While experienced music producers such as Jack Endino and Lauren Christy may earn six-figure incomes or more, those employed at the entry level earn salaries averaging less than $40,000 annually, according to Indeed. Geographical location and employer size are just a few factors that influence entry-level music producers' salaries. But, regardless of the salary differences, all music producers are responsible for overseeing the technical, creative, and financial aspects of recorded music for singers, movies, or television shows.
Salary and Qualifications:
The average annual salary for an entry-level music producer was $35,000 as of 2013, according to the job search site Indeed. The minimum educational requirement for this job is a bachelor's degree in audio engineering, music theory, composition, or conducting. Some of these professionals participate in musical camps as youths, and then take jobs as assistant musical producers or interns to gain experience. Other essential requirements for the job include self-discipline, perseverance, musical talent, and people skills.
Salary by Region:
In 2013, salaries for entry-level music producers varied somewhat within the four U.S. regions. In the Northeast region, they earned the highest salaries of $42,000 in New York and the lowest of $30,000 in Maine, according to Indeed. Those in the West made between $23,000 to $38,000, the lowest and highest amounts coming from Hawaii and California, respectively. These producers earned $29,000 to $41,000, Louisiana and Washington, D.C., representing the lowest and highest salaries, respectively, in the South region. In the Midwest, they made the most in Illinois and least in Nebraska and South Dakota -- $38,000 and $26,000, respectively.

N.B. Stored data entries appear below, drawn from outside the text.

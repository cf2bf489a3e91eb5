//! Geofence cache synchronization.
//!
//! Loads active geofences from the store and swaps a fresh snapshot into
//! the spatial cache. Runs at startup and whenever the CRUD layer signals a
//! change through the reload endpoint.

use std::sync::Arc;
use tracing::info;

use domain::models::keys;
use domain::services::{GeofenceCache, GeofenceStore, StoreError};

/// Rebuilds the spatial cache from the geofence store.
#[derive(Clone)]
pub struct GeofenceSync {
    store: Arc<dyn GeofenceStore>,
    cache: GeofenceCache,
    /// Corridor width injected into LineString geofences that carry none.
    default_buffer_m: f64,
}

impl GeofenceSync {
    pub fn new(store: Arc<dyn GeofenceStore>, cache: GeofenceCache, default_buffer_m: f64) -> Self {
        Self {
            store,
            cache,
            default_buffer_m,
        }
    }

    /// Loads active geofences and atomically swaps the cache snapshot.
    /// Returns how many geofences the new snapshot was built from.
    pub async fn reload(&self) -> Result<usize, StoreError> {
        let mut geofences = self.store.load_active().await?;
        for geofence in &mut geofences {
            let is_corridor = geofence.geometry.contains("LineString");
            if is_corridor && geofence.buffer_distance().is_none() {
                geofence
                    .attributes
                    .set(keys::BUFFER_DISTANCE, self.default_buffer_m);
            }
        }
        let count = geofences.len();
        self.cache.reload(&geofences);
        info!(count, "Geofence cache reloaded");
        Ok(count)
    }
}

#[cfg(test)]
mod tests {
    use super::*;
    use chrono::Utc;
    use domain::models::{AttributeBag, Geofence};
    use domain::services::MemoryGeofenceStore;

    fn corridor(id: i64) -> Geofence {
        Geofence {
            id,
            name: "route".to_string(),
            description: None,
            geometry: r#"{"type":"LineString","coordinates":[[0.0,0.0],[0.1,0.0]]}"#.to_string(),
            disabled: false,
            calendar_id: None,
            attributes: AttributeBag::new(),
            created_at: Utc::now(),
            updated_at: Utc::now(),
        }
    }

    #[tokio::test]
    async fn test_reload_applies_default_buffer() {
        let store = Arc::new(MemoryGeofenceStore::with_geofences(vec![corridor(1)]));
        let cache = GeofenceCache::new();
        let sync = GeofenceSync::new(store, cache.clone(), 100.0);

        let count = sync.reload().await.unwrap();
        assert_eq!(count, 1);
        // Without the injected buffer the corridor would fail to build and
        // the point would match nothing.
        assert!(cache.point_in(0.0004, 0.05).contains(&1));
    }

    #[tokio::test]
    async fn test_reload_reflects_store_changes() {
        let store = Arc::new(MemoryGeofenceStore::new());
        let cache = GeofenceCache::new();
        let sync = GeofenceSync::new(store.clone(), cache.clone(), 100.0);

        assert_eq!(sync.reload().await.unwrap(), 0);
        store.replace(vec![corridor(2)]);
        assert_eq!(sync.reload().await.unwrap(), 1);
        assert!(cache.point_in(0.0, 0.05).contains(&2));
    }
}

An entry-level music producer may earn more in certain industries than in others. In 2012, music directors and composers, who work for music producers, earned relatively high salaries of $100,600 as independent contractors, according to the U.S. Bureau of Labor Statistics. They also earn considerably high salaries of $74,730 working for sound recording studios -- versus an industry average of $53,420. Although the BLS doesn't report incomes for entry-level music producers, they, like their veteran counterparts, may also earn more as independent contractors, and in sound recording studios. These music producers earn more in New York and California because living and housing costs are higher in those two states. For example, an entry-level music producer earning $35,000 in Kansas City, Kansas would need to make $77,042 in New York City to maintain the same living standard, according to CNN Money's "Cost of Living" calculator. In Los Angeles, one would need to make $46,760 per year.
The BLS doesn't report job opportunities for music producers. It projects a 10 percent increase in jobs for music directors and composers between 2010 and 2020, which is statistically about average compared to the 14 percent growth rate for all occupations. Music producers may likely experience a similar increase in job opportunities, since they hire music directors and composers for various projects. Job growth should continue for music producers in the next decade if the economy continues to improve.